Denn mit Blick auf das Zuschauer-Interesse und die Infrastruktur gibt es attraktivere Aufgaben. Andererseits sind die finanziellen Mittel und der qualitativ gut bestückte Kader sicherlich gute Argumente, mit denen sich arbeiten lassen.
Ersan Parlatan (46, ehemals Berliner AK) ist aktuell verfügbar und weiß, wie Regionalliga Nordost funktioniert. Mit dem Altglienicker Defensivakteur Shawn Kauter (27) arbeitete er beim Berliner AK 2018/19 überaus erfolgreich zusammen (Platz zwei).

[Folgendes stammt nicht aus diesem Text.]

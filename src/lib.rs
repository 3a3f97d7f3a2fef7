//! loanwiz - Terminal-based three-step loan application wizard
//!
//! A ratatui application that collects personal, address/employment and
//! loan-parameter data across three guarded steps, validates each step
//! against a declarative schema, and submits a summary to a remote service.
//!
//! # Architecture
//!
//! The crate is organized into the following modules:
//!
//! - `config`: Runtime settings (API endpoint, cache TTL)
//! - `error`: Custom error types
//! - `form`: Shared form state and the per-step validation schema
//! - `wizard`: Step state machine with guarded navigation
//! - `catalog`: Category provider (HTTP fetch, normalization, TTL cache)
//!   and the submission client
//! - `tui`: The ratatui front end

pub mod catalog;
pub mod config;
pub mod error;
pub mod form;
pub mod tui;
pub mod wizard;

pub use error::{WizardError, WizardResult};
//! Confirmation dialog
//!
//! Success modal shown after the application is accepted. Purely
//! presentational: the open/closed flag lives in the app state.

use ratatui::{
    style::{Color, Modifier, Style},
    text::{Line, Span},
    widgets::{Block, Borders, Clear, Paragraph, Wrap},
    Frame,
};

use crate::tui::layout::centered_rect_fixed;

/// Render the confirmation dialog
pub fn render(frame: &mut Frame, message: &str) {
    let width = (message.chars().count() as u16 + 6).clamp(40, 70);
    let area = centered_rect_fixed(width, 7, frame.area());

    // Clear the background
    frame.render_widget(Clear, area);

    let block = Block::default()
        .title(" Заявка одобрена ")
        .title_style(
            Style::default()
                .fg(Color::Green)
                .add_modifier(Modifier::BOLD),
        )
        .borders(Borders::ALL)
        .border_style(Style::default().fg(Color::Green));

    let lines = vec![
        Line::from(""),
        Line::from(Span::styled(message, Style::default().fg(Color::White))),
        Line::from(""),
        Line::from(vec![
            Span::styled("[Enter]", Style::default().fg(Color::Green)),
            Span::raw(" OK"),
        ]),
    ];

    let paragraph = Paragraph::new(lines)
        .block(block)
        .wrap(Wrap { trim: false });

    frame.render_widget(paragraph, area);
}
//! Option select widget
//!
//! A horizontal picker cycling through a fixed option list with Left/Right.
//! Shows a prompt until a choice is made; used for gender and workplace.

use ratatui::{
    buffer::Buffer,
    layout::Rect,
    style::{Color, Style},
    text::{Line, Span},
    widgets::Widget,
};

/// One selectable entry: stored value plus display label
#[derive(Debug, Clone, PartialEq, Eq)]
pub struct SelectItem {
    pub value: String,
    pub label: String,
}

impl SelectItem {
    pub fn new(value: impl Into<String>, label: impl Into<String>) -> Self {
        Self {
            value: value.into(),
            label: label.into(),
        }
    }
}

/// A select control with a prompt and an inline error line
#[derive(Debug, Clone, Default)]
pub struct SelectInput {
    /// Available options
    pub items: Vec<SelectItem>,
    /// Index of the chosen option, if any
    pub selected: Option<usize>,
    /// Whether the control is focused
    pub focused: bool,
    /// Prompt shown before a choice is made
    pub prompt: String,
    /// Field label
    pub label: String,
    /// Validation error shown under the field
    pub error: Option<String>,
}

impl SelectInput {
    /// Create a new select control
    pub fn new() -> Self {
        Self::default()
    }

    /// Set the label
    pub fn label(mut self, label: impl Into<String>) -> Self {
        self.label = label.into();
        self
    }

    /// Set the prompt
    pub fn prompt(mut self, prompt: impl Into<String>) -> Self {
        self.prompt = prompt.into();
        self
    }

    /// Set the option list
    pub fn items(mut self, items: Vec<SelectItem>) -> Self {
        self.items = items;
        self
    }

    /// Replace the option list, keeping the selection when its value is
    /// still present
    pub fn set_items(&mut self, items: Vec<SelectItem>) {
        let current = self.value().map(String::from);
        self.items = items;
        self.selected = current
            .and_then(|value| self.items.iter().position(|item| item.value == value));
    }

    /// Select the option carrying `value`, if present
    pub fn select_value(&mut self, value: &str) {
        if let Some(idx) = self.items.iter().position(|item| item.value == value) {
            self.selected = Some(idx);
        }
    }

    /// Move to the next option (first when nothing is selected yet)
    pub fn next(&mut self) {
        if self.items.is_empty() {
            return;
        }
        self.selected = Some(match self.selected {
            Some(idx) => (idx + 1) % self.items.len(),
            None => 0,
        });
    }

    /// Move to the previous option (last when nothing is selected yet)
    pub fn prev(&mut self) {
        if self.items.is_empty() {
            return;
        }
        self.selected = Some(match self.selected {
            Some(0) | None => self.items.len() - 1,
            Some(idx) => idx - 1,
        });
    }

    /// The chosen value, if any
    pub fn value(&self) -> Option<&str> {
        self.selected
            .and_then(|idx| self.items.get(idx))
            .map(|item| item.value.as_str())
    }

    /// The chosen label, if any
    pub fn selected_label(&self) -> Option<&str> {
        self.selected
            .and_then(|idx| self.items.get(idx))
            .map(|item| item.label.as_str())
    }
}

impl Widget for &SelectInput {
    fn render(self, area: Rect, buf: &mut Buffer) {
        let label_style = if self.focused {
            Style::default().fg(Color::Cyan)
        } else {
            Style::default().fg(Color::DarkGray)
        };

        let (text, text_style) = match self.selected_label() {
            Some(label) => (
                label.to_string(),
                if self.focused {
                    Style::default().fg(Color::White)
                } else {
                    Style::default().fg(Color::Gray)
                },
            ),
            None => (self.prompt.clone(), Style::default().fg(Color::DarkGray)),
        };

        let mut spans = vec![
            Span::styled(self.label.clone(), label_style),
            Span::raw(": "),
        ];
        if self.focused {
            spans.push(Span::styled("◂ ", Style::default().fg(Color::Cyan)));
            spans.push(Span::styled(text, text_style));
            spans.push(Span::styled(" ▸", Style::default().fg(Color::Cyan)));
        } else {
            spans.push(Span::styled(text, text_style));
        }
        buf.set_line(area.x, area.y, &Line::from(spans), area.width);

        if let Some(error) = &self.error {
            if area.height > 1 {
                let indent = self.label.chars().count() as u16 + 2;
                buf.set_string(
                    area.x + indent,
                    area.y + 1,
                    error,
                    Style::default().fg(Color::Red),
                );
            }
        }
    }
}

#[cfg(test)]
mod tests {
    use super::*;

    fn gender_select() -> SelectInput {
        SelectInput::new()
            .label("Пол")
            .prompt("Выберите пол")
            .items(vec![
                SelectItem::new("Мужской", "Мужской"),
                SelectItem::new("Женский", "Женский"),
            ])
    }

    #[test]
    fn test_starts_without_selection() {
        let select = gender_select();
        assert_eq!(select.value(), None);
    }

    #[test]
    fn test_next_wraps_around() {
        let mut select = gender_select();
        select.next();
        assert_eq!(select.value(), Some("Мужской"));
        select.next();
        assert_eq!(select.value(), Some("Женский"));
        select.next();
        assert_eq!(select.value(), Some("Мужской"));
    }

    #[test]
    fn test_prev_from_empty_picks_last() {
        let mut select = gender_select();
        select.prev();
        assert_eq!(select.value(), Some("Женский"));
    }

    #[test]
    fn test_set_items_preserves_selection_by_value() {
        let mut select = SelectInput::new().items(vec![
            SelectItem::new("a", "A"),
            SelectItem::new("b", "B"),
        ]);
        select.select_value("b");
        select.set_items(vec![
            SelectItem::new("b", "B"),
            SelectItem::new("c", "C"),
        ]);
        assert_eq!(select.value(), Some("b"));

        select.set_items(vec![SelectItem::new("x", "X")]);
        assert_eq!(select.value(), None);
    }

    #[test]
    fn test_empty_items_never_select() {
        let mut select = SelectInput::new();
        select.next();
        select.prev();
        assert_eq!(select.value(), None);
    }
}
//! End-to-end text pipeline.
//!
//! Wires the stages together for one request:
//!
//! ```text
//! fetch → extract → decode → structure::parse → annotation::transform
//!                                                    └→ plain text → chapters
//! ```
//!
//! Only `fetch` suspends; everything after it is synchronous. Nothing is
//! shared between requests.

use std::time::Duration;

use tracing::{debug, info};

use aozora_reader_core::{annotation, chapter, paginate, search, sentence, structure};

use crate::config::Config;
use crate::decode::TextDecoder;
use crate::error::Result;
use crate::extract::extract_text_entry;
use crate::fetch::ArchiveFetcher;
use crate::models::{FidelityMode, SearchMatch, TransformResult};

/// Stage wiring configured once and reused across requests.
pub struct Pipeline {
    config: Config,
    fetcher: ArchiveFetcher,
    decoder: TextDecoder,
}

impl Pipeline {
    pub fn new(config: Config) -> Result<Self> {
        let fetcher = ArchiveFetcher::new(&config.fetch)?;
        let decoder = TextDecoder::new(config.decode.encoding);
        Ok(Self {
            config,
            fetcher,
            decoder,
        })
    }

    pub fn config(&self) -> &Config {
        &self.config
    }

    /// Fetch the archive at `url` within `fetch.deadline_secs` and run it
    /// through every stage.
    pub async fn load(&self, url: &str, mode: FidelityMode) -> Result<TransformResult> {
        let deadline = Duration::from_secs(self.config.fetch.deadline_secs);
        let bytes = self.fetcher.fetch_with_deadline(url, deadline).await?;
        self.process_archive(&bytes, mode)
    }

    /// Run already-downloaded archive bytes through the pipeline.
    pub fn process_archive(&self, bytes: &[u8], mode: FidelityMode) -> Result<TransformResult> {
        let entry = extract_text_entry(bytes, &self.config.extract)?;
        debug!(entry = %entry.name, bytes = entry.bytes.len(), "Extracted text entry");
        Ok(self.process_text_bytes(&entry.bytes, mode))
    }

    /// Decode, parse and transform a raw text file. Never fails.
    pub fn process_text_bytes(&self, bytes: &[u8], mode: FidelityMode) -> TransformResult {
        let decoded = self.decoder.decode(bytes);
        let doc = structure::parse(&decoded.text);

        let nodes = annotation::parse_nodes(&doc.body);
        let plain_text = annotation::render(&nodes, FidelityMode::PlainStrip);
        let normalized_text = match mode {
            FidelityMode::PlainStrip => plain_text.clone(),
            _ => annotation::render(&nodes, mode),
        };
        let chapters = chapter::chapters(&plain_text);

        info!(
            title = doc.title.as_deref().unwrap_or(""),
            mode = %mode,
            encoding = ?decoded.encoding,
            chapters = chapters.len(),
            chars = normalized_text.chars().count(),
            "Transformed text"
        );

        TransformResult {
            normalized_text,
            plain_text,
            mode,
            title: doc.title,
            author: doc.author,
            chapters,
            encoding: decoded.encoding,
        }
    }

    /// Pages of a result's plain text at the configured page size.
    pub fn pages<'a>(&self, result: &'a TransformResult) -> paginate::Pages<'a> {
        paginate::paginate(&result.plain_text, self.config.reading.lines_per_page)
    }

    /// Search a result's plain text with the configured context radius.
    pub fn search(&self, result: &TransformResult, keyword: &str) -> Vec<SearchMatch> {
        search::search_with_radius(
            &result.plain_text,
            keyword,
            self.config.reading.search_context_chars,
        )
    }

    /// Sentence-sized utterances to hand a speech engine one at a time.
    pub fn utterances(&self, result: &TransformResult) -> Vec<String> {
        sentence::split_sentences(&result.plain_text)
    }

    /// The page-sized window around a search hit or bookmark.
    pub fn page_around_line(&self, result: &TransformResult, line_number: i64) -> String {
        paginate::page_around_line(
            &result.plain_text,
            line_number,
            self.config.reading.lines_per_page,
        )
    }
}
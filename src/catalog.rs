//! Time-bounded catalog cache.
//!
//! [`CachedCatalog`] wraps a [`CatalogSource`] and keeps its last listing
//! for a configurable TTL (default 24 hours). Lookups filter the cached
//! listing by keyword and page through it. The cache is the only shared
//! state in the crate and sits behind a `tokio::sync::RwLock`; the text
//! pipeline never reads it.

use std::sync::Arc;
use std::time::Duration;

use anyhow::Result;
use tokio::sync::RwLock;
use tokio::time::Instant;
use tracing::{debug, info};

use crate::config::CatalogConfig;
use crate::models::BookRecord;
use crate::traits::CatalogSource;

/// Keyword filter and paging for [`CachedCatalog::search`].
#[derive(Debug, Clone, Default)]
pub struct CatalogQuery {
    /// Matched against title and author. Latin letters ignore case.
    pub keyword: Option<String>,
    pub offset: usize,
    pub limit: Option<usize>,
}

/// Title, author or either kana reading contains `needle` (already
/// lowercased).
fn matches_keyword(book: &BookRecord, needle: &str) -> bool {
    [
        Some(book.title.as_str()),
        book.title_yomi.as_deref(),
        Some(book.author.as_str()),
        book.author_yomi.as_deref(),
    ]
    .into_iter()
    .flatten()
    .any(|field| field.to_lowercase().contains(needle))
}

struct Snapshot {
    books: Arc<Vec<BookRecord>>,
    fetched_at: Instant,
}

pub struct CachedCatalog {
    source: Arc<dyn CatalogSource>,
    ttl: Duration,
    snapshot: RwLock<Option<Snapshot>>,
}

impl CachedCatalog {
    pub fn new(source: Arc<dyn CatalogSource>, config: &CatalogConfig) -> Self {
        Self::with_ttl(source, Duration::from_secs(config.cache_ttl_secs))
    }

    pub fn with_ttl(source: Arc<dyn CatalogSource>, ttl: Duration) -> Self {
        Self {
            source,
            ttl,
            snapshot: RwLock::new(None),
        }
    }

    fn fresh(&self, snapshot: &Option<Snapshot>) -> Option<Arc<Vec<BookRecord>>> {
        snapshot
            .as_ref()
            .filter(|s| s.fetched_at.elapsed() < self.ttl)
            .map(|s| Arc::clone(&s.books))
    }

    /// The full listing, refreshed from the source when stale.
    pub async fn books(&self) -> Result<Arc<Vec<BookRecord>>> {
        if let Some(books) = self.fresh(&*self.snapshot.read().await) {
            return Ok(books);
        }

        let mut guard = self.snapshot.write().await;
        // Another task may have refreshed while we waited for the lock.
        if let Some(books) = self.fresh(&guard) {
            return Ok(books);
        }

        debug!(source = self.source.name(), "Refreshing catalog");
        let books = Arc::new(self.source.list_books().await?);
        info!(source = self.source.name(), books = books.len(), "Catalog refreshed");

        *guard = Some(Snapshot {
            books: Arc::clone(&books),
            fetched_at: Instant::now(),
        });
        Ok(books)
    }

    /// Filter and page the cached listing.
    pub async fn search(&self, query: &CatalogQuery) -> Result<Vec<BookRecord>> {
        let books = self.books().await?;
        let needle = query
            .keyword
            .as_deref()
            .map(str::trim)
            .filter(|k| !k.is_empty())
            .map(str::to_lowercase);

        let matches = books.iter().filter(|book| match &needle {
            Some(needle) => matches_keyword(book, needle),
            None => true,
        });

        Ok(matches
            .skip(query.offset)
            .take(query.limit.unwrap_or(usize::MAX))
            .cloned()
            .collect())
    }

    /// Look a work up by id.
    pub async fn find(&self, id: &str) -> Result<Option<BookRecord>> {
        let books = self.books().await?;
        Ok(books.iter().find(|book| book.id == id).cloned())
    }

    /// Drop the cached listing; the next lookup refetches.
    pub async fn invalidate(&self) {
        *self.snapshot.write().await = None;
    }
}
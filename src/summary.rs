//! Summary input preparation.
//!
//! Language models have bounded context, so the text handed to a
//! [`Summarizer`] is cut to `max_chars` chars and marked as truncated.

use anyhow::{bail, Result};
use tracing::{debug, info};

use crate::config::SummaryConfig;
use crate::traits::Summarizer;

/// Truncate `text` to `config.max_chars` chars, appending the truncation
/// marker after a blank line when anything was cut.
pub fn prepare_summary_input(text: &str, config: &SummaryConfig) -> String {
    match text.char_indices().nth(config.max_chars) {
        Some((cut, _)) => format!("{}\n\n{}", &text[..cut], config.truncation_marker),
        None => text.to_string(),
    }
}

/// Summarize a work through `summarizer`.
///
/// The collaborator's reply is returned trimmed; an empty reply is an error.
pub async fn summarize(
    summarizer: &dyn Summarizer,
    title: &str,
    author: &str,
    text: &str,
    config: &SummaryConfig,
) -> Result<String> {
    let input = prepare_summary_input(text, config);
    debug!(title, chars = input.chars().count(), "Requesting summary");

    let summary = summarizer.summarize(title, author, &input).await?;
    let summary = summary.trim();
    if summary.is_empty() {
        bail!("Summarizer returned an empty summary for '{}'", title);
    }

    info!(title, chars = summary.chars().count(), "Summary generated");
    Ok(summary.to_string())
}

Ein Benedetto Muzzicato (45), der mittlerweile die höchste Trainerlizenz erworben hat, stieg 2020/21 mit Viktoria Berlin in die 3. Liga auf. Dort formte er den heutigen VSG-Kapitän Tolcay Cigerci zu einem Topspieler, ehe der Offensivakteur in die Türkei wechselte und wenig später Muzzicato selbst gehen musste.
Auch der Ende Januar beim Halleschen FC freigestellte André Meyer (39) hat mit einigen Spielern aus dem derzeitigen Altglienicke-Kader schon zusammengearbeitet und kennt sich bestens im Berliner Fußball aus.
In Berlin sogar geboren ist Christian Preußer (39), der sich nach seinem Aus bei der U23 von Borussia Dortmund in der 3. Liga eher eine Etage tiefer orientieren muss. Er war als Jugendspieler und Nachwuchstrainer vor vielen Jahren bei der VSG Altglienicke schon tätig.